§ **DIRECTIONS FOR THIS TASK**:
Every single entry must be reproduced precisely.

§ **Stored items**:

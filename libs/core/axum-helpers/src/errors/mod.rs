pub mod codes;
pub mod handlers;
pub mod responses;

pub use codes::ErrorCode;

use axum::{
    Json,
    http::StatusCode,
    response::{IntoResponse, Response},
};
use sea_orm::{DbErr, SqlErr};
use serde::Serialize;
use thiserror::Error;
use utoipa::ToSchema;
use validator::ValidationErrors;

/// Standard error response structure.
///
/// ```json
/// {
///   "code": 1004,
///   "error": "NOT_FOUND",
///   "message": "Product 'red-shoe' not found",
///   "details": null
/// }
/// ```
#[derive(Debug, Serialize, ToSchema)]
pub struct ErrorResponse {
    /// Integer error code for logging and monitoring
    pub code: i32,
    /// Machine-readable error identifier for programmatic handling
    pub error: String,
    /// Human-readable error message
    pub message: String,
    /// Optional structured error details (e.g., validation field errors)
    #[serde(skip_serializing_if = "Option::is_none")]
    pub details: Option<serde_json::Value>,
}

impl ErrorResponse {
    pub fn new(code: ErrorCode, message: impl Into<String>) -> Self {
        Self {
            code: code.code(),
            error: code.as_str().to_string(),
            message: message.into(),
            details: None,
        }
    }
}

/// Application error type that can be converted to HTTP responses.
#[derive(Debug, Error)]
#[non_exhaustive]
pub enum AppError {
    #[error("Database error: {0}")]
    Database(#[from] DbErr),

    #[error("Validation error: {0}")]
    ValidationError(#[from] ValidationErrors),

    #[error("Bad Request: {0}")]
    BadRequest(String),

    #[error("Not Found: {0}")]
    NotFound(String),

    #[error("Conflict: {0}")]
    Conflict(String),

    #[error("Internal Server Error: {0}")]
    InternalServerError(String),

    #[error("Service Unavailable: {0}")]
    ServiceUnavailable(String),
}

impl AppError {
    pub fn status(&self) -> StatusCode {
        self.parts().0
    }

    fn parts(&self) -> (StatusCode, ErrorCode) {
        match self {
            AppError::Database(e) => classify_db_error(e),
            AppError::ValidationError(_) => (StatusCode::BAD_REQUEST, ErrorCode::ValidationError),
            AppError::BadRequest(_) => (StatusCode::BAD_REQUEST, ErrorCode::BadRequest),
            AppError::NotFound(_) => (StatusCode::NOT_FOUND, ErrorCode::NotFound),
            AppError::Conflict(_) => (StatusCode::CONFLICT, ErrorCode::Conflict),
            AppError::InternalServerError(_) => {
                (StatusCode::INTERNAL_SERVER_ERROR, ErrorCode::InternalError)
            }
            AppError::ServiceUnavailable(_) => {
                (StatusCode::SERVICE_UNAVAILABLE, ErrorCode::ServiceUnavailable)
            }
        }
    }
}

/// Maps a Sea-ORM error onto a status and code.
///
/// Unique-constraint violations become 409, a missing record 404, pool
/// exhaustion 503. Everything else is a 500.
fn classify_db_error(error: &DbErr) -> (StatusCode, ErrorCode) {
    if let Some(SqlErr::UniqueConstraintViolation(_)) = error.sql_err() {
        return (StatusCode::CONFLICT, ErrorCode::Conflict);
    }
    match error {
        DbErr::RecordNotFound(_) => (StatusCode::NOT_FOUND, ErrorCode::NotFound),
        DbErr::ConnectionAcquire(_) => (
            StatusCode::SERVICE_UNAVAILABLE,
            ErrorCode::DatabaseUnavailable,
        ),
        _ => (StatusCode::INTERNAL_SERVER_ERROR, ErrorCode::DatabaseError),
    }
}

impl IntoResponse for AppError {
    fn into_response(self) -> Response {
        let (status, code) = self.parts();

        let (message, details) = match self {
            AppError::Database(e) => {
                if status.is_server_error() {
                    tracing::error!(error_code = code.code(), "Database error: {:?}", e);
                } else {
                    tracing::info!(error_code = code.code(), "Database error: {}", e);
                }
                (code.default_message().to_string(), None)
            }
            AppError::ValidationError(e) => {
                tracing::info!(error_code = code.code(), "Validation error: {:?}", e);
                (
                    code.default_message().to_string(),
                    Some(serde_json::to_value(&e).unwrap_or(serde_json::json!(null))),
                )
            }
            AppError::BadRequest(msg) => {
                tracing::info!(error_code = code.code(), "Bad request: {}", msg);
                (msg, None)
            }
            AppError::NotFound(msg) => {
                tracing::info!(error_code = code.code(), "Not found: {}", msg);
                (msg, None)
            }
            AppError::Conflict(msg) => {
                tracing::info!(error_code = code.code(), "Conflict: {}", msg);
                (msg, None)
            }
            AppError::InternalServerError(msg) => {
                tracing::error!(error_code = code.code(), "Internal server error: {}", msg);
                (code.default_message().to_string(), None)
            }
            AppError::ServiceUnavailable(msg) => {
                tracing::warn!(error_code = code.code(), "Service unavailable: {}", msg);
                (msg, None)
            }
        };

        let body = Json(ErrorResponse {
            details,
            ..ErrorResponse::new(code, message)
        });

        (status, body).into_response()
    }
}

§ **REPLY TO THE TASK**:
filename libs/core/axum-helpers/src/errors/mod.rs
pub mod codes;
pub mod handlers;
pub mod responses;

pub use codes::ErrorCode;

use axum::{
    Json,
    http::StatusCode,
    response::{IntoResponse, Response},
};
use sea_orm::{DbErr, SqlErr};
use serde::Serialize;
use thiserror::Error;
use utoipa::ToSchema;
use validator::ValidationErrors;

/// Standard error response structure.
///
/// ```json
/// {
///   "code": 1004,
///   "error": "NOT_FOUND",
///   "message": "Product 'red-shoe' not found",
///   "details": null
/// }
/// ```
#[derive(Debug, Serialize, ToSchema)]
pub struct ErrorResponse {
    /// Integer error code for logging and monitoring
    pub code: i32,
    /// Machine-readable error identifier for programmatic handling
    pub error: String,
    /// Human-readable error message
    pub message: String,
    /// Optional structured error details (e.g., validation field errors)
    #[serde(skip_serializing_if = "Option::is_none")]
    pub details: Option<serde_json::Value>,
}

impl ErrorResponse {
    pub fn new(code: ErrorCode, message: impl Into<String>) -> Self {
        Self {
            code: code.code(),
            error: code.as_str().to_string(),
            message: message.into(),
            details: None,
        }
    }
}

/// Application error type that can be converted to HTTP responses.
#[derive(Debug, Error)]
#[non_exhaustive]
pub enum AppError {
    #[error("Database error: {0}")]
    Database(#[from] DbErr),

    #[error("Validation error: {0}")]
    ValidationError(#[from] ValidationErrors),

    #[error("Bad Request: {0}")]
    BadRequest(String),

    #[error("Not Found: {0}")]
    NotFound(String),

    #[error("Conflict: {0}")]
    Conflict(String),

    #[error("Internal Server Error: {0}")]
    InternalServerError(String),

    #[error("Service Unavailable: {0}")]
    ServiceUnavailable(String),
}

impl AppError {
    pub fn status(&self) -> StatusCode {
        self.parts().0
    }

    fn parts(&self) -> (StatusCode, ErrorCode) {
        match self {
            AppError::Database(e) => classify_db_error(e),
            AppError::ValidationError(_) => (StatusCode::BAD_REQUEST, ErrorCode::ValidationError),
            AppError::BadRequest(_) => (StatusCode::BAD_REQUEST, ErrorCode::BadRequest),
            AppError::NotFound(_) => (StatusCode::NOT_FOUND, ErrorCode::NotFound),
            AppError::Conflict(_) => (StatusCode::CONFLICT, ErrorCode::Conflict),
            AppError::InternalServerError(_) => {
                (StatusCode::INTERNAL_SERVER_ERROR, ErrorCode::InternalError)
            }
            AppError::ServiceUnavailable(_) => {
                (StatusCode::SERVICE_UNAVAILABLE, ErrorCode::ServiceUnavailable)
            }
        }
    }
}

/// Maps a Sea-ORM error onto a status and code.
///
/// Unique-constraint violations become 409, a missing record 404, pool
/// exhaustion 503. Everything else is a 500.
fn classify_db_error(error: &DbErr) -> (StatusCode, ErrorCode) {
    if let Some(SqlErr::UniqueConstraintViolation(_)) = error.sql_err() {
        return (StatusCode::CONFLICT, ErrorCode::Conflict);
    }
    match error {
        DbErr::RecordNotFound(_) => (StatusCode::NOT_FOUND, ErrorCode::NotFound),
        DbErr::ConnectionAcquire(_) => (
            StatusCode::SERVICE_UNAVAILABLE,
            ErrorCode::DatabaseUnavailable,
        ),
        _ => (StatusCode::INTERNAL_SERVER_ERROR, ErrorCode::DatabaseError),
    }
}

impl IntoResponse for AppError {
    fn into_response(self) -> Response {
        let (status, code) = self.parts();

        let (message, details) = match self {
            AppError::Database(e) => {
                if status.is_server_error() {
                    tracing::error!(error_code = code.code(), "Database error: {:?}", e);
                } else {
                    tracing::info!(error_code = code.code(), "Database error: {}", e);
                }
                (code.default_message().to_string(), None)
            }
            AppError::ValidationError(e) => {
                tracing::info!(error_code = code.code(), "Validation error: {:?}", e);
                (
                    code.default_message().to_string(),
                    Some(serde_json::to_value(&e).unwrap_or(serde_json::json!(null))),
                )
            }
            AppError::BadRequest(msg) => {
                tracing::info!(error_code = code.code(), "Bad request: {}", msg);
                (msg, None)
            }
            AppError::NotFound(msg) => {
                tracing::info!(error_code = code.code(), "Not found: {}", msg);
                (msg, None)
            }
            AppError::Conflict(msg) => {
                tracing::info!(error_code = code.code(), "Conflict: {}", msg);
                (msg, None)
            }
            AppError::InternalServerError(msg) => {
                tracing::error!(error_code = code.code(), "Internal server error: {}", msg);
                (code.default_message().to_string(), None)
            }
            AppError::ServiceUnavailable(msg) => {
                tracing::warn!(error_code = code.code(), "Service unavailable: {}", msg);
                (msg, None)
            }
        };

        let body = Json(ErrorResponse {
            details,
            ..ErrorResponse::new(code, message)
        });

        (status, body).into_response()
    }
}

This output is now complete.